La Fille du roi des Elfes

Il faut remonter à l’entre-deux guerres pour trouver les origines de la Fantasy, essentiellement dans le monde anglo-saxon. A la même époque que Tolkien –voire même un peu avant-, le baron et poète irlandais Lord Dunsany se lance dans ce style naissant, participant à la création des bases de la Fantasy que nous connaissons aujourd’hui. La Fille du Roi des Elfes, publié en 1924, est considéré comme un chef d’œuvre de l’auteur, ainsi que l’un des premiers opus de fantasy : une fantasy archaïque, qui n’a pas encore trouvé tous ses ressorts mais se veut rattachée à une tradition d’aèdes gaéliques, et encore très imprégnée de la culture britannique classique.

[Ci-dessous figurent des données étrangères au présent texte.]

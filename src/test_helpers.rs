//! Shared test utilities for the listing-mark test suite.
//!
//! Synthetic photos and logos, plus an options builder, so unit tests never
//! need fixture files on disk.
//!
//! # Usage
//!
//! ```rust
//! use crate::test_helpers::*;
//!
//! let photo = photo_bitmap(1920, 1080);
//! let logo = logo_bitmap(400, 200);
//! let options = options_with(|o| {
//!     o.max_long_edge_px = Some(1200);
//!     o.opacity = 0.6;
//! });
//! ```

use crate::config::WatermarkOptions;
use image::{DynamicImage, Rgba, RgbaImage};

// =========================================================================
// Bitmaps
// =========================================================================

/// Opaque gradient photo. Every pixel differs from its neighbours, so
/// resampling and blending mistakes show up in pixel asserts.
pub fn photo_bitmap(width: u32, height: u32) -> RgbaImage {
    RgbaImage::from_fn(width, height, |x, y| {
        Rgba([(x % 256) as u8, (y % 256) as u8, 128, 255])
    })
}

pub fn photo_image(width: u32, height: u32) -> DynamicImage {
    DynamicImage::ImageRgba8(photo_bitmap(width, height))
}

/// Solid red logo with full alpha.
pub fn logo_bitmap(width: u32, height: u32) -> RgbaImage {
    RgbaImage::from_pixel(width, height, Rgba([255, 0, 0, 255]))
}

pub fn logo_image(width: u32, height: u32) -> DynamicImage {
    DynamicImage::ImageRgba8(logo_bitmap(width, height))
}

/// Single-color opaque canvas.
pub fn solid_bitmap(width: u32, height: u32, rgba: [u8; 4]) -> RgbaImage {
    RgbaImage::from_pixel(width, height, Rgba(rgba))
}

// =========================================================================
// Options
// =========================================================================

/// Stock options with `edit` applied.
pub fn options_with(edit: impl FnOnce(&mut WatermarkOptions)) -> WatermarkOptions {
    let mut options = WatermarkOptions::default();
    edit(&mut options);
    options
}

/// The listing-photo scenario: 20% logo, bottom-right, 24px padding,
/// 60% opacity, capped at 1200px.
pub fn listing_options() -> WatermarkOptions {
    options_with(|o| {
        o.scale_pct = 20.0;
        o.padding_px = 24;
        o.opacity = 0.6;
        o.max_long_edge_px = Some(1200);
    })
}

« Quand tu auras franchi nos contrées familières »…

Tout est calme au pays des Aulnes, dans « nos contrées familières ». Trop calme. C’est pourquoi les notables du pays décident un jour de trouver le roi avec une requête hors du commun : ils veulent introduire la magie dans la vallée des Aulnes, afin que leur pays soit enfin considéré avec plus de déférence par ses voisins. Ils veulent un roi doté de pouvoirs.

Sceptique mais attentif aux attentes de son peuple, le bon roi charge alors le jeune prince Alvéric, son fils, de parcourir le royaume jusqu’à la frontière crépusculaire : une frontière magique faite de brumes enchantées, qui sépare nos contrées familières du domaine fabuleux et atemporel du roi des Elfes. Arrivé au « palais dont ne parlent que les chansons », Alvéric devra épouser la fille du Roi des Elfes, qui donnera ainsi à la lignée royale une descendance douée de magie.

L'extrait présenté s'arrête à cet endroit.